■ **DATA EXCERPTS**:
------------------------------------------------

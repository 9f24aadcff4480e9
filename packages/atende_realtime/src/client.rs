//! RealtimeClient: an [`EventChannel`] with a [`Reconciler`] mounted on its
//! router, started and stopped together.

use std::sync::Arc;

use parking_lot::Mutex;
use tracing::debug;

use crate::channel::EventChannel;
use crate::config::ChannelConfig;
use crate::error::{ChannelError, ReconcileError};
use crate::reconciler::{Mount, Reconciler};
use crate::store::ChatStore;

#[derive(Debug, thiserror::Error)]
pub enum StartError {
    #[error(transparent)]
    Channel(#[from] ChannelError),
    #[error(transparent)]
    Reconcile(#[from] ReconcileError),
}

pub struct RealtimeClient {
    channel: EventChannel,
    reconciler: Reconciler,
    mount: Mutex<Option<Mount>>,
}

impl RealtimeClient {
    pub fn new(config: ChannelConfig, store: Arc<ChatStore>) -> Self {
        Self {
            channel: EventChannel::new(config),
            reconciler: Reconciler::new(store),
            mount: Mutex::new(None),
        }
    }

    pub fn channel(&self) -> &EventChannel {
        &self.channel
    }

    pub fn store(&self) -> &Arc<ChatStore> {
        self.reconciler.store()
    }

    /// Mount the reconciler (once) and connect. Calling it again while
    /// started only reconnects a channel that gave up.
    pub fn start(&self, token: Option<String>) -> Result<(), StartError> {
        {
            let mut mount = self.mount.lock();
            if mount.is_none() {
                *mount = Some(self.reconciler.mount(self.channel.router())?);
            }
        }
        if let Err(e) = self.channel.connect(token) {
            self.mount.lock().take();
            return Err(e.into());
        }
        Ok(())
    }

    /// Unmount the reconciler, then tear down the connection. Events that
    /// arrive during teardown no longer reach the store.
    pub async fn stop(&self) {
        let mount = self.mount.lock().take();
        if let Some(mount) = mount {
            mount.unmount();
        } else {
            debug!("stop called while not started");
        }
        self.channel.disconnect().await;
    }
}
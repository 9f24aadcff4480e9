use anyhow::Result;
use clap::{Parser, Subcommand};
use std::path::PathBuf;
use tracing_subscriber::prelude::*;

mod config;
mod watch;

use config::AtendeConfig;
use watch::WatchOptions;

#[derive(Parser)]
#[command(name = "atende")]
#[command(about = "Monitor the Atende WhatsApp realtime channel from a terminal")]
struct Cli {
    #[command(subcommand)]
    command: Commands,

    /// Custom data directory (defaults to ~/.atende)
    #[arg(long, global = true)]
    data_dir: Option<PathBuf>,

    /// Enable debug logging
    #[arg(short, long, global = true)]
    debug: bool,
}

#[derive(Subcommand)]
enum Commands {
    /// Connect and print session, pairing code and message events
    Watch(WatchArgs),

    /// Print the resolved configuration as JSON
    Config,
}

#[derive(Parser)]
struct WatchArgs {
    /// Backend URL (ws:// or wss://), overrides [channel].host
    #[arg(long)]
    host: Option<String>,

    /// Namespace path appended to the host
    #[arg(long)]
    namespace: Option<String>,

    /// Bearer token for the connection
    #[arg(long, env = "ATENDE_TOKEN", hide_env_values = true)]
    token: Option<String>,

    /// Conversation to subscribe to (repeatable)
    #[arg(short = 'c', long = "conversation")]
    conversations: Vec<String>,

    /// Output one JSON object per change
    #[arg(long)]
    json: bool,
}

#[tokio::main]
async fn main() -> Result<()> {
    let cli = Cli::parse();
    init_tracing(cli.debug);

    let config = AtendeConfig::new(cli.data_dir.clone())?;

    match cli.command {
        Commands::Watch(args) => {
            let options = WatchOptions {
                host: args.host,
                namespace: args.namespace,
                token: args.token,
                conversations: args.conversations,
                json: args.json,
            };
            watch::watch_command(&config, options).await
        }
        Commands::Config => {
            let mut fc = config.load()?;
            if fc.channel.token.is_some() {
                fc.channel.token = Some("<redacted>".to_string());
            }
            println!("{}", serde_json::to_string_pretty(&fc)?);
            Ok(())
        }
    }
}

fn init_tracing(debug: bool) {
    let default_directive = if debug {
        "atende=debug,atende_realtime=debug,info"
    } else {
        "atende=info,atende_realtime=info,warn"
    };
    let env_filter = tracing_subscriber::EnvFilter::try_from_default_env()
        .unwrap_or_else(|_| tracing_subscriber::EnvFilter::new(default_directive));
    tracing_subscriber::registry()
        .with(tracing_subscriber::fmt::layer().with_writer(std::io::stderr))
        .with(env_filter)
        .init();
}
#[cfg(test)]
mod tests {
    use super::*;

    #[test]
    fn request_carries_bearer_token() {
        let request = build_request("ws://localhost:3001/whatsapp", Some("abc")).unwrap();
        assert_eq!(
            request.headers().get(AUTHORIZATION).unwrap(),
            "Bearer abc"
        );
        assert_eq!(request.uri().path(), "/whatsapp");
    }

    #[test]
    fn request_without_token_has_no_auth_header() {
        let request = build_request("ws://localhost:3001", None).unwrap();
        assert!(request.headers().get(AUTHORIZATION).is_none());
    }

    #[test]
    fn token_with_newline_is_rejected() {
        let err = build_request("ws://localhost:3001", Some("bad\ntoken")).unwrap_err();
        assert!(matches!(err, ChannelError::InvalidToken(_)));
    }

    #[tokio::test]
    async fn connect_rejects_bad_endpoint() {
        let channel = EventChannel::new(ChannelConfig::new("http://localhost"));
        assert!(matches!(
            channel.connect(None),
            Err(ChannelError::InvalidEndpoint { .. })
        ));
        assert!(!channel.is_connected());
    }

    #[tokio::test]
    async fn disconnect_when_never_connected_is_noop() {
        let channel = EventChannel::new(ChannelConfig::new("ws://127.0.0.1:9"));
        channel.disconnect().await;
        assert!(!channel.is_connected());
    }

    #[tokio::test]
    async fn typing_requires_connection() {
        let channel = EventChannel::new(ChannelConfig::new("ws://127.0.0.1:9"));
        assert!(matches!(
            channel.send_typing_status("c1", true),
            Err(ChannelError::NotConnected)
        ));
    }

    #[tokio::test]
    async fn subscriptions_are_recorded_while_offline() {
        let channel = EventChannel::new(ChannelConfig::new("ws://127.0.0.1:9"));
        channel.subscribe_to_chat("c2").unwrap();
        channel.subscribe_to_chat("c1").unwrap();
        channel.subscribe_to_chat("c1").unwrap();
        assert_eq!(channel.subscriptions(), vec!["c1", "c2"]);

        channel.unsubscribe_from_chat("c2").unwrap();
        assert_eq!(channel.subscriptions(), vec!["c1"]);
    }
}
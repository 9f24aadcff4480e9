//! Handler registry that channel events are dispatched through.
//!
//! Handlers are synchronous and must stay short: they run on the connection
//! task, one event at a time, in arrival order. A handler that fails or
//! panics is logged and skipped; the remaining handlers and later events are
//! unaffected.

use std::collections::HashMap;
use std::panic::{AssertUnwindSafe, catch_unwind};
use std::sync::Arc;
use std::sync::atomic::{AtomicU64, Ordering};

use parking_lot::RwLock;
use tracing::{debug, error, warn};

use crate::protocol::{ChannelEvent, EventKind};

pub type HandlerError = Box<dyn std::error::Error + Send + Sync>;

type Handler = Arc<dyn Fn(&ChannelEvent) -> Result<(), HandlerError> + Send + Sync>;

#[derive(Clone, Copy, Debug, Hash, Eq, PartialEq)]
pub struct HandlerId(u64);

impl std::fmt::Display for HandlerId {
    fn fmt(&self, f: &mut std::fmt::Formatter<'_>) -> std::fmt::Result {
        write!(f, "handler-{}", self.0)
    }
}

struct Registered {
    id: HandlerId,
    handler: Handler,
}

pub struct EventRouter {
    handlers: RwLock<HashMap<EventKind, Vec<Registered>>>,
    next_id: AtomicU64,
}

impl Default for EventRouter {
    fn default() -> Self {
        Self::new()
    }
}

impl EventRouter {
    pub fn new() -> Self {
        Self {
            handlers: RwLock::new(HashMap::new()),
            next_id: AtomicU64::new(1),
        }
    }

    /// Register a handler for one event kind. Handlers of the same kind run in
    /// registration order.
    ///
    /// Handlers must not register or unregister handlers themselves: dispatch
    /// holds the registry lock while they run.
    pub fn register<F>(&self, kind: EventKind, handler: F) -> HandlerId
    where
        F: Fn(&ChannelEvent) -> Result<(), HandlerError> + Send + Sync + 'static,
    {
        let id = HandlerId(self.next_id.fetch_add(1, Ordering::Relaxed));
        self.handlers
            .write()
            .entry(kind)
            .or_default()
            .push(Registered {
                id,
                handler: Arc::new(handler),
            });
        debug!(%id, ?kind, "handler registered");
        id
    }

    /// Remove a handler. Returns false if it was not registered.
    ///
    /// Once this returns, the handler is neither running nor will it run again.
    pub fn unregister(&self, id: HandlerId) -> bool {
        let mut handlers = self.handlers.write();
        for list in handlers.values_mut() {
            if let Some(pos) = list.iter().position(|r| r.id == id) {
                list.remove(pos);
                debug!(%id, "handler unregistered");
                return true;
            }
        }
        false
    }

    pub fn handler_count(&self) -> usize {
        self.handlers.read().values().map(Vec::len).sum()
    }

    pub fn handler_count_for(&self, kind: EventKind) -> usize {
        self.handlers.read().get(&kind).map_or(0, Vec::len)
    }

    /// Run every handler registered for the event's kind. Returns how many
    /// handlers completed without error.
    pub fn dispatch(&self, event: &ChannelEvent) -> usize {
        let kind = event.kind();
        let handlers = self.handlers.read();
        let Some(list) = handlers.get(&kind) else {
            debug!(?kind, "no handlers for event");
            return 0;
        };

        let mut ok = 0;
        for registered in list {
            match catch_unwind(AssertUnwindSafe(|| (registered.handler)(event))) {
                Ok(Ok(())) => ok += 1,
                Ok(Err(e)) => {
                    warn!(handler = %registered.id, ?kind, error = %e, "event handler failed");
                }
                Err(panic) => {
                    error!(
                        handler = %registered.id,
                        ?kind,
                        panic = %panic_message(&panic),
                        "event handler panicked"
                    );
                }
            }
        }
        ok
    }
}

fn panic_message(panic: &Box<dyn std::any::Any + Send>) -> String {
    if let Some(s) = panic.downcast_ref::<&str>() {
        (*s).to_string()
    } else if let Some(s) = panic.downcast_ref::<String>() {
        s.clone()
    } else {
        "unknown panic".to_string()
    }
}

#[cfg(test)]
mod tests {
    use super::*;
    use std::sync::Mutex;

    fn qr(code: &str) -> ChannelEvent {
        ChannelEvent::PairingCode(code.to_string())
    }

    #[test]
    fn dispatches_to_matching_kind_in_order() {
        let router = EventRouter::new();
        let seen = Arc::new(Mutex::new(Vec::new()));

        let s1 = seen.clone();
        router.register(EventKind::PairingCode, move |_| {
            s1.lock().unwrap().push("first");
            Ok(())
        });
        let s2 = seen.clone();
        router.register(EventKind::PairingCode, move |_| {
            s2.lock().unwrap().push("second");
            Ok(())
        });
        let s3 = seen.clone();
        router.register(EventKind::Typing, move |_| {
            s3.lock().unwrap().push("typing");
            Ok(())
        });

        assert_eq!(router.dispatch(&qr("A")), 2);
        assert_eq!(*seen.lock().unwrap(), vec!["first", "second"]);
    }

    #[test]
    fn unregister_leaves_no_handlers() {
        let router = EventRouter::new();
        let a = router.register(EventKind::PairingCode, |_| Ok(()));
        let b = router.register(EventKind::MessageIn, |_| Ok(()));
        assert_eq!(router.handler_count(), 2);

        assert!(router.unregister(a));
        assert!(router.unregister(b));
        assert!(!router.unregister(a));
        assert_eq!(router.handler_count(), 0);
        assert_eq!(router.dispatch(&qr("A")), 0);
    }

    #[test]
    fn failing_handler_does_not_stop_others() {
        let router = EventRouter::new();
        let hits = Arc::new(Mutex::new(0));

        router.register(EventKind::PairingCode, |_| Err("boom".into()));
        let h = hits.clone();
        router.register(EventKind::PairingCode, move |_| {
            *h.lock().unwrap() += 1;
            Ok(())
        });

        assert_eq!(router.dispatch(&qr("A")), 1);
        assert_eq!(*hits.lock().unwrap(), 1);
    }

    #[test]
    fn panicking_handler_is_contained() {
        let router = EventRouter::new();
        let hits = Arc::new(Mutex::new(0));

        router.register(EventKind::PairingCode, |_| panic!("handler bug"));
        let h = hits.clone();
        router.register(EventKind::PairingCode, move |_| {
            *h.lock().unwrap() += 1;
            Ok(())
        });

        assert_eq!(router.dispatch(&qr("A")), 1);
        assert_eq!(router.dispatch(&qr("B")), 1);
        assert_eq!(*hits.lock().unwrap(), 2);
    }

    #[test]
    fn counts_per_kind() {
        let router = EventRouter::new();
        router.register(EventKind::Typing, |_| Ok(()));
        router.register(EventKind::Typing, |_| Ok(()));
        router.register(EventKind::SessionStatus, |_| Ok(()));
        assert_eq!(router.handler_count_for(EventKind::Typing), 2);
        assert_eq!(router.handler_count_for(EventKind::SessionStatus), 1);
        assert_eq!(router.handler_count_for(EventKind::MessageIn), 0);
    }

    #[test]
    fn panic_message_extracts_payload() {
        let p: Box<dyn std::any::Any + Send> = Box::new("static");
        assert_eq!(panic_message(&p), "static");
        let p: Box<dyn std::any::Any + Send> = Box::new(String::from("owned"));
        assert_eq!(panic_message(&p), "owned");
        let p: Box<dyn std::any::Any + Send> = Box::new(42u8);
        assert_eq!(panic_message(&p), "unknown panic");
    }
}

------------------------------------------------

■ **REQUIRED WORK**: Go through the listing above and copy each line in which the string "they" is found.

■ **SOLUTION**:
//! Handlers are synchronous and must stay short: they run on the connection
    /// holds the registry lock while they run.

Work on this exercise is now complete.